[Stored items from a collection]
= Beginning of Section =

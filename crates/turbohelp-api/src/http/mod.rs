//! HTTP layer for TurboHelp.
//!
//! Axum routes under `/api/`, permissive CORS, request tracing, and static
//! hosting of the front-end page for everything else.

pub mod error;
pub mod handlers;
pub mod router;

#[cfg(test)]
pub(crate) mod testing;
use thiserror::Error;

#[derive(Debug, Error)]
pub enum ProverError {
    #[error("io error talking to prover: {0}")]
    Io(#[from] std::io::Error),
    #[error("frame exceeded the maximum proof size")]
    FrameTooLarge,
}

= End of Section =

- [Task statement]: The whole block of entries above should be repeated exactly.

- [Task output]:
filename crates/turbohelp-api/src/http/mod.rs
//! HTTP layer for TurboHelp.
//!
//! Axum routes under `/api/`, permissive CORS, request tracing, and static
//! hosting of the front-end page for everything else.

pub mod error;
pub mod handlers;
pub mod router;

#[cfg(test)]
pub(crate) mod testing;
use thiserror::Error;

#[derive(Debug, Error)]
pub enum ProverError {
    #[error("io error talking to prover: {0}")]
    Io(#[from] std::io::Error),
    #[error("frame exceeded the maximum proof size")]
    FrameTooLarge,
}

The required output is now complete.